Friday, August 14, 2009

Benefits and Risks of Soy Protein

By Phil Ruth

Supplement manufacturers have done a wonderful job of confusing the fitness wanting public. For the last 5 years the bodybuilding community has gobbled up soy protein.

Eventually a research studies showed that due to its quick stomach emptying properties most of the protein consumed via whey protein is metabolized (burned up by liver enzymes). The whey manufacturers first responded by increasing the number of grams per serving. More protein would have to be consumed, thus more protein is sold.

Soy got popular with vegetarians. The industry watched when whey sales spiked, thus, to get their own position, they targeted on the "health" marketplace. Many of the studies are valid, however, they do not represent the entire picture.

In one particular study published in France, two groups of apparently healthy men were fed isocaloric diets with one group using soy protein, the other using animal products as a protein source. The goal was to see if there was a reduced propensity for gallstones if animal proteins are replaced by soy. Since gallstone accumulation can be linked with crystallization of cholesterol, at its conclusion the study examined cholesterol levels.

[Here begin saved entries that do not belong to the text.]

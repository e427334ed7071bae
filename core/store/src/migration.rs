//! Versioned schema migrations, tracked in `PRAGMA user_version`.
//!
//! Each step runs in its own transaction together with the version bump, so
//! a failed step leaves the database at the previous version.

use agent_memory_indexing::{embed_checked, parse_timestamp, Embedder};
use agent_memory_schemas::MemoryId;
use rusqlite::{params, Connection, Transaction};
use tracing::{debug, info, warn};

use crate::database::{format_timestamp, insert_keywords, timestamp_now, upsert_vector};
use crate::error::{MemoryError, Result};

/// Highest schema version this build knows how to open.
pub const SCHEMA_VERSION: i64 = 2;

struct Migration {
    version: i64,
    description: &'static str,
    apply: fn(&Transaction<'_>, &dyn Embedder) -> Result<usize>,
}

const MIGRATIONS: &[Migration] = &[
    Migration {
        version: 1,
        description: "memories table with keyword and vector projections",
        apply: create_core_schema,
    },
    Migration {
        version: 2,
        description: "import legacy docs table",
        apply: import_legacy_docs,
    },
];

/// Migration statistics
#[derive(Debug, Clone, Default, PartialEq, Eq)]
pub struct MigrationStats {
    pub from_version: i64,
    pub to_version: i64,
    pub legacy_imported: usize,
}

/// Bring `conn` up to [`SCHEMA_VERSION`]. A no-op on a current database.
pub fn run(conn: &mut Connection, embedder: &dyn Embedder) -> Result<MigrationStats> {
    let from_version = schema_version(conn)?;
    if from_version > SCHEMA_VERSION {
        return Err(MemoryError::UnsupportedSchema {
            found: from_version,
            supported: SCHEMA_VERSION,
        });
    }

    let mut stats = MigrationStats {
        from_version,
        to_version: from_version,
        legacy_imported: 0,
    };

    for migration in MIGRATIONS.iter().filter(|m| m.version > from_version) {
        info!(
            "Applying migration v{}: {}",
            migration.version, migration.description
        );

        let tx = conn.transaction()?;
        let affected = (migration.apply)(&tx, embedder)?;
        tx.pragma_update(None, "user_version", migration.version)?;
        tx.commit()?;

        if migration.version == 2 {
            stats.legacy_imported = affected;
        }
        stats.to_version = migration.version;
    }

    if stats.to_version != stats.from_version {
        info!("Migration complete: {:?}", stats);
    }
    Ok(stats)
}

pub fn schema_version(conn: &Connection) -> Result<i64> {
    Ok(conn.pragma_query_value(None, "user_version", |row| row.get(0))?)
}

fn create_core_schema(tx: &Transaction<'_>, _embedder: &dyn Embedder) -> Result<usize> {
    tx.execute_batch(
        "CREATE TABLE IF NOT EXISTS memories (
            id INTEGER PRIMARY KEY AUTOINCREMENT,
            category TEXT NOT NULL,
            topic TEXT NOT NULL,
            content TEXT NOT NULL,
            created_at TEXT NOT NULL,
            last_verified_at TEXT NOT NULL
        );

        CREATE INDEX IF NOT EXISTS idx_memories_created ON memories(created_at DESC);

        -- Keyword projection, rowid = memories.id
        CREATE VIRTUAL TABLE IF NOT EXISTS memories_fts USING fts5(
            category,
            topic,
            content
        );

        -- Vector projection, little-endian f32 blobs
        CREATE TABLE IF NOT EXISTS memory_vectors (
            id INTEGER PRIMARY KEY,
            embedding BLOB NOT NULL,
            FOREIGN KEY (id) REFERENCES memories(id) ON DELETE CASCADE
        );",
    )?;

    Ok(0)
}

struct LegacyDoc {
    id: i64,
    category: Option<String>,
    topic: Option<String>,
    content: Option<String>,
    timestamp: Option<String>,
    last_verified: Option<String>,
}

/// Copy rows of a pre-existing `docs` table into `memories`, keeping their
/// ids, and index them. The legacy tables are left in place.
fn import_legacy_docs(tx: &Transaction<'_>, embedder: &dyn Embedder) -> Result<usize> {
    if !table_exists(tx, "docs")? {
        debug!("No legacy docs table found");
        return Ok(0);
    }

    let has_last_verified = has_column(tx, "docs", "last_verified")?;
    let has_timestamp = has_column(tx, "docs", "timestamp")?;
    let query = format!(
        "SELECT id, category, topic, content, {}, {} FROM docs ORDER BY id",
        if has_timestamp { "timestamp" } else { "NULL" },
        if has_last_verified { "last_verified" } else { "NULL" },
    );

    let docs = {
        let mut stmt = tx.prepare(&query)?;
        let rows = stmt.query_map([], |row| {
            Ok(LegacyDoc {
                id: row.get(0)?,
                category: row.get(1)?,
                topic: row.get(2)?,
                content: row.get(3)?,
                timestamp: row.get(4)?,
                last_verified: row.get(5)?,
            })
        })?;
        rows.collect::<std::result::Result<Vec<_>, _>>()?
    };

    let now = timestamp_now();
    for doc in &docs {
        let id = MemoryId(doc.id);
        let category = doc.category.clone().unwrap_or_default();
        let topic = doc.topic.clone().unwrap_or_default();
        let content = doc.content.clone().unwrap_or_default();

        let created_at = doc
            .timestamp
            .as_deref()
            .map(normalize_legacy_timestamp)
            .unwrap_or_else(|| now.clone());
        let last_verified_at = doc
            .last_verified
            .as_deref()
            .map(normalize_legacy_timestamp)
            .unwrap_or_else(|| created_at.clone());

        let embedding = embed_checked(embedder, &content)?;

        tx.execute(
            "INSERT INTO memories (id, category, topic, content, created_at, last_verified_at)
             VALUES (?1, ?2, ?3, ?4, ?5, ?6)",
            params![id.0, category, topic, content, created_at, last_verified_at],
        )?;
        insert_keywords(tx, id, &category, &topic, &content)?;
        upsert_vector(tx, id, &embedding)?;
    }

    info!("Imported {} legacy memories", docs.len());
    Ok(docs.len())
}

/// Rewrite parsable legacy timestamps in the store's format; keep anything
/// else verbatim so freshness treats it as neutral.
fn normalize_legacy_timestamp(raw: &str) -> String {
    match parse_timestamp(raw) {
        Some(parsed) => format_timestamp(parsed),
        None => {
            warn!("Keeping unparsable legacy timestamp {:?}", raw);
            raw.to_string()
        }
    }
}

fn table_exists(conn: &Connection, table: &str) -> Result<bool> {
    let count: i64 = conn.query_row(
        "SELECT COUNT(*) FROM sqlite_master WHERE type = 'table' AND name = ?1",
        params![table],
        |row| row.get(0),
    )?;
    Ok(count > 0)
}

/// Check if a column exists in a table
fn has_column(conn: &Connection, table: &str, column: &str) -> Result<bool> {
    let query = format!("PRAGMA table_info({})", table);
    let mut stmt = conn.prepare(&query)?;
    let columns = stmt
        .query_map([], |row| row.get::<_, String>(1))?
        .collect::<std::result::Result<Vec<_>, _>>()?;
    Ok(columns.iter().any(|name| name == column))
}
use crate::freshness::freshness_multiplier;
use crate::fusion::K_CANDIDATES;
use agent_memory_schemas::{Memory, ScoredMemory};
use chrono::{DateTime, Utc};
use serde::{Deserialize, Serialize};

/// Retrieval knobs. The RRF constant is deliberately not one of them.
#[derive(Debug, Clone, Copy, PartialEq, Serialize, Deserialize)]
pub struct RetrievalConfig {
    /// Hits fetched from each index
    #[serde(default = "default_candidate_pool")]
    pub candidate_pool: usize,

    /// Vector neighbours at or below this cosine similarity are ignored
    #[serde(default)]
    pub min_similarity: f32,
}

fn default_candidate_pool() -> usize {
    K_CANDIDATES
}

impl Default for RetrievalConfig {
    fn default() -> Self {
        Self {
            candidate_pool: default_candidate_pool(),
            min_similarity: 0.0,
        }
    }
}

/// Apply freshness decay to fused candidates and keep the best `top_k`.
///
/// `candidates` must already be in fused order; the sort is stable so equal
/// final scores keep that order.
pub fn apply_freshness(
    candidates: Vec<(Memory, f64)>,
    top_k: usize,
    now: DateTime<Utc>,
) -> Vec<ScoredMemory> {
    let mut scored: Vec<ScoredMemory> = candidates
        .into_iter()
        .map(|(memory, fused_score)| {
            let multiplier = freshness_multiplier(&memory.last_verified_at, now);
            ScoredMemory {
                score: fused_score * multiplier,
                fused_score,
                memory,
            }
        })
        .collect();

    scored.sort_by(|a, b| b.score.total_cmp(&a.score));
    scored.truncate(top_k);
    scored
}
// Reciprocal Rank Fusion (RRF)

use agent_memory_schemas::MemoryId;
use std::collections::HashMap;

/// RRF smoothing constant. Fixed: result scores are compared against it.
pub const RRF_K: f64 = 60.0;

/// Hits fetched from each index before fusion.
pub const K_CANDIDATES: usize = 20;

#[derive(Debug, Clone, Copy, PartialEq)]
pub struct FusedCandidate {
    pub id: MemoryId,
    pub fused_score: f64,
}

/// Fuse best-first rankings into one list.
///
/// An item at 0-based rank `r` contributes `1 / (r + RRF_K)`; contributions
/// are summed per id across rankings. The output is sorted by descending
/// score, ties keep the order in which ids were first seen.
pub fn reciprocal_rank_fusion(rankings: &[&[MemoryId]]) -> Vec<FusedCandidate> {
    let mut fused: Vec<FusedCandidate> = Vec::new();
    let mut positions: HashMap<MemoryId, usize> = HashMap::new();

    for ranking in rankings {
        for (rank, id) in ranking.iter().enumerate() {
            let contribution = 1.0 / (rank as f64 + RRF_K);
            match positions.get(id) {
                Some(&index) => fused[index].fused_score += contribution,
                None => {
                    positions.insert(*id, fused.len());
                    fused.push(FusedCandidate {
                        id: *id,
                        fused_score: contribution,
                    });
                }
            }
        }
    }

    fused.sort_by(|a, b| b.fused_score.total_cmp(&a.fused_score));
    fused
}

/// Size of the working set that freshness is applied to.
pub fn candidate_limit(top_k: usize) -> usize {
    top_k.saturating_mul(2).max(10)
}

Findings from that study demonstrated that cholesterol crystallization was decreased in the soy group. This finding led to the idea that soy can aid in preventing gallstones. The study failed to show some important things. There was no control over vegetable and fruit consumption. Soy is part of the group of vegetables that are high in isoflavones.

Isoflavones have been closely linked to health benefits including a lowering of cholesterol. We've known for years that a predominance of animal meats can have adverse affects on cholesterol, but that doesn't mean that someone consuming soy would have better cholesterol levels than someone eating combinations of chicken breast, turkey breast, fish, and egg whites and a variety of natural vegetables. You can see how the conclusions drawn from studies can be misconstrued and over-emphasized in significance.

Scientific studies indicate that there are cancer fighting benefits of a meal plan rich in vegetables like soy. Most people would not assume that people who ingest soy instead of milk, egg-whites, and lean protein will demonstrate improved health, if a physical activity ingredient is included, the study would be invalidated.

Most of the research information promoted specific to soy is publicized by organizations with a vested interest in Soy Protein sales, such as The United Soybean Board. This does not mean that soy is not a good source of protein, but rather that the health benefits, as is commonplace, have been taken out of context and overblown to sell products.

Metabolically, recent data suggest that you should consume a mixture of casein and whey protein for optimal results. Unless you are a vegetarian, you'll see the best results from consuming a wide variety of foods as part of your nutrition program.